**TASK OBJECTIVE**
Find every line below where the word "HashMap" occurs, then give how many you found and nothing else.

**Data extracted from a collection**
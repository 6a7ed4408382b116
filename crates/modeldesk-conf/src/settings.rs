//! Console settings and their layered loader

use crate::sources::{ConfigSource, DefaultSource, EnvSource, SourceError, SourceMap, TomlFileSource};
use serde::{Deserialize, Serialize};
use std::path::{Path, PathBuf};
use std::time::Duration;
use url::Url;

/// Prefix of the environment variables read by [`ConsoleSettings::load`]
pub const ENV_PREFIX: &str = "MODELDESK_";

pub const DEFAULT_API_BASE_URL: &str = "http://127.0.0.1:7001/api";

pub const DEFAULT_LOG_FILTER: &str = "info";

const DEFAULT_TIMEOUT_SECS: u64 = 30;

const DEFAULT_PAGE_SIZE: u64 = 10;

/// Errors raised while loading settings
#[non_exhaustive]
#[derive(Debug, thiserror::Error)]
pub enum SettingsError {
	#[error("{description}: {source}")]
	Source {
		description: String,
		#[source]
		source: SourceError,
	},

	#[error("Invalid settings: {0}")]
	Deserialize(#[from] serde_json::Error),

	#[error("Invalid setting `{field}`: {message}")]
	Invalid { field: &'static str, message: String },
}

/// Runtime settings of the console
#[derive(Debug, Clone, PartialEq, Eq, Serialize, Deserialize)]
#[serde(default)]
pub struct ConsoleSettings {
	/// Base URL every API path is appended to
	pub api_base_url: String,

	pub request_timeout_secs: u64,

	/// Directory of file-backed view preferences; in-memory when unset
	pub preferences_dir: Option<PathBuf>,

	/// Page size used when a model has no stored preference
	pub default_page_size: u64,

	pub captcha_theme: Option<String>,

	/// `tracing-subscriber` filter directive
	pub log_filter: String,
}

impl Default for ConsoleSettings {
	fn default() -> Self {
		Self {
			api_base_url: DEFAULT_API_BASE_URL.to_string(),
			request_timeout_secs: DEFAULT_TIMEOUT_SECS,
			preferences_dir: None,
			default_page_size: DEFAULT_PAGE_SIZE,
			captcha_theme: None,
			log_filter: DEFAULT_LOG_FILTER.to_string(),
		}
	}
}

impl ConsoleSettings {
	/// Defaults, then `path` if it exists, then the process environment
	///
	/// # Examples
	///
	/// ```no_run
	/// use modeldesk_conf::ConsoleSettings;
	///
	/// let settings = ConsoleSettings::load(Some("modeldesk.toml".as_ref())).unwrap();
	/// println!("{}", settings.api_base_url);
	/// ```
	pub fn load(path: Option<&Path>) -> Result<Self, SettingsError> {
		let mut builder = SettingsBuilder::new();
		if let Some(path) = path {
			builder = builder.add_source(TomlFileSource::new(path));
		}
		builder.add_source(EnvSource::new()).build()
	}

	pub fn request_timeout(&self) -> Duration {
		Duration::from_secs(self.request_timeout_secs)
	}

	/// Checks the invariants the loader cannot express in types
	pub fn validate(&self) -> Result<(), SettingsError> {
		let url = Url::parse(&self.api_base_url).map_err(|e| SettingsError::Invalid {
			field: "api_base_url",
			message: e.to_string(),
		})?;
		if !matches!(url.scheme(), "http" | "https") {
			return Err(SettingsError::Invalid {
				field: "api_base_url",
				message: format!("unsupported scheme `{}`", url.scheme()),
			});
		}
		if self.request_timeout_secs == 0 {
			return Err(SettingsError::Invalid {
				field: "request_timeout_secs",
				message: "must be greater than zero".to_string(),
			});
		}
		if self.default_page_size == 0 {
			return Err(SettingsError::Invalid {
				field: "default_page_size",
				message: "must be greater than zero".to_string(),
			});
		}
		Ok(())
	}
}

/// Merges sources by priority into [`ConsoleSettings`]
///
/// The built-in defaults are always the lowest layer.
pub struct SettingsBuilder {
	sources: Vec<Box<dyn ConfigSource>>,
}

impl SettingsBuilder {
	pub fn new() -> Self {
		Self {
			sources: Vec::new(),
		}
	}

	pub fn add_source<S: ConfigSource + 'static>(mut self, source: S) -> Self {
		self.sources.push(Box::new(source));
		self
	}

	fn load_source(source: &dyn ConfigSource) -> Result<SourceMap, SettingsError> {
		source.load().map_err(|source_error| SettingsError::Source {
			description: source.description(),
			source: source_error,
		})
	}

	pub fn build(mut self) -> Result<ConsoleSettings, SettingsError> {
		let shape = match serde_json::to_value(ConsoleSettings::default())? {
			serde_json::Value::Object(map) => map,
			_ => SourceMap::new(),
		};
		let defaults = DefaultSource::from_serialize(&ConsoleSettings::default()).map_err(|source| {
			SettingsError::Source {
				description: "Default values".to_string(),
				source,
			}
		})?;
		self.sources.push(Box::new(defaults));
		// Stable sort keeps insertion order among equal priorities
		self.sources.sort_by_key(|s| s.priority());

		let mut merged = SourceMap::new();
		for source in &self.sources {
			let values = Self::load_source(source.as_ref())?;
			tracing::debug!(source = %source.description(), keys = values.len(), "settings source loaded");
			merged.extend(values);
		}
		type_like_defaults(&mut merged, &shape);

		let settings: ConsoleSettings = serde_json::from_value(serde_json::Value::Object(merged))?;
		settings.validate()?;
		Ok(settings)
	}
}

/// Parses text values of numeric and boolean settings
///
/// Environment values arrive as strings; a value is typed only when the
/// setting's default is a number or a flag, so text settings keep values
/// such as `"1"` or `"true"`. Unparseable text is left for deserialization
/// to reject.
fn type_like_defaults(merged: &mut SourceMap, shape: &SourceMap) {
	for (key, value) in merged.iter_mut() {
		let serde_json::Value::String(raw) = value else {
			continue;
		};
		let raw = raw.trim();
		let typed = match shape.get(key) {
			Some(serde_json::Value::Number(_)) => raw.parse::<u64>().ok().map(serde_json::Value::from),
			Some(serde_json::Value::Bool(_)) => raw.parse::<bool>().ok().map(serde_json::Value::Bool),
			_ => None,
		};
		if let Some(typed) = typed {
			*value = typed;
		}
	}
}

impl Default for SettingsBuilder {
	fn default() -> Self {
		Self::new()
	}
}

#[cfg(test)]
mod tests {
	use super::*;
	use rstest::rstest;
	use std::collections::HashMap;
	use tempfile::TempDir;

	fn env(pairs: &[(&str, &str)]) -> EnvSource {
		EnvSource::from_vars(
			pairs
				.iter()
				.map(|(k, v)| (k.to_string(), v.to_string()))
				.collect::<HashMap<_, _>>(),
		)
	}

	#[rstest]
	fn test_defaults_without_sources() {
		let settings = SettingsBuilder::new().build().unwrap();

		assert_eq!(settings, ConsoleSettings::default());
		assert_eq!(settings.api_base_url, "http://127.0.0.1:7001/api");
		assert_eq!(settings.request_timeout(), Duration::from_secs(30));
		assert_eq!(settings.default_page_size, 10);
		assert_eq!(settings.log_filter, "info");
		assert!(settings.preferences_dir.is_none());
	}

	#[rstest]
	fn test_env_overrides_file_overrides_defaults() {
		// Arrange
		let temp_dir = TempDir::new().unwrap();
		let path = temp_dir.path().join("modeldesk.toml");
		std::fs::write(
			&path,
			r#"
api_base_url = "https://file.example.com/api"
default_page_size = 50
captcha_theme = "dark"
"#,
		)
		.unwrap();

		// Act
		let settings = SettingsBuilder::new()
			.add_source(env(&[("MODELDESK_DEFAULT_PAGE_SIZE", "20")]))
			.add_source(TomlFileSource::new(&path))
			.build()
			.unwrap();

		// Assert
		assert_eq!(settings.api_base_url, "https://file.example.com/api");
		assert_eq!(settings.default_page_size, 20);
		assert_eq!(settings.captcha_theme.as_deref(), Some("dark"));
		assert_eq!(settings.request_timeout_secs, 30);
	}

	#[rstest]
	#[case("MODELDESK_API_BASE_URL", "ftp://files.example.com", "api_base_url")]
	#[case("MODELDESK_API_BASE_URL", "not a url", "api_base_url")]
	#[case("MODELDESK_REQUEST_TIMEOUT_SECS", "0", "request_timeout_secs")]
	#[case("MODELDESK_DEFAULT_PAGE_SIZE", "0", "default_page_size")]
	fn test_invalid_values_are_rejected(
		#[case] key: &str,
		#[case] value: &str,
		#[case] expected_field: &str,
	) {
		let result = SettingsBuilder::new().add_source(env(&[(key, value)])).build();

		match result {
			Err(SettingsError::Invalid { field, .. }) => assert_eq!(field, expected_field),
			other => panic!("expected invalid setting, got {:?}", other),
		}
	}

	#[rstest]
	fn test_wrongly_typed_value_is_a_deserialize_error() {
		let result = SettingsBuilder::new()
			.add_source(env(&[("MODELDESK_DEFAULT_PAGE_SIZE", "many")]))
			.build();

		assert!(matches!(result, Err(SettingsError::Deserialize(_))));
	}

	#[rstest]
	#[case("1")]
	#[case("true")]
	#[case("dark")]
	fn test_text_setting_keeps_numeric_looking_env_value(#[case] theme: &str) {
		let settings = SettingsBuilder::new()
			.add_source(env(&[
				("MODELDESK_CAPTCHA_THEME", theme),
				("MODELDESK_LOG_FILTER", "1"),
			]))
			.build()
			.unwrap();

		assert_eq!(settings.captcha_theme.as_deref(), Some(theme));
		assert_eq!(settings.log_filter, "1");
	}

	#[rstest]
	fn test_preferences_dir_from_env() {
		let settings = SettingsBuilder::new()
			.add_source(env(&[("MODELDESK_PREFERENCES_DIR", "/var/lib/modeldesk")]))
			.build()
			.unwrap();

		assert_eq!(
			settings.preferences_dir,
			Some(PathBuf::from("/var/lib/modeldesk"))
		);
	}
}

**SOLUTION FOR THIS TASK**
2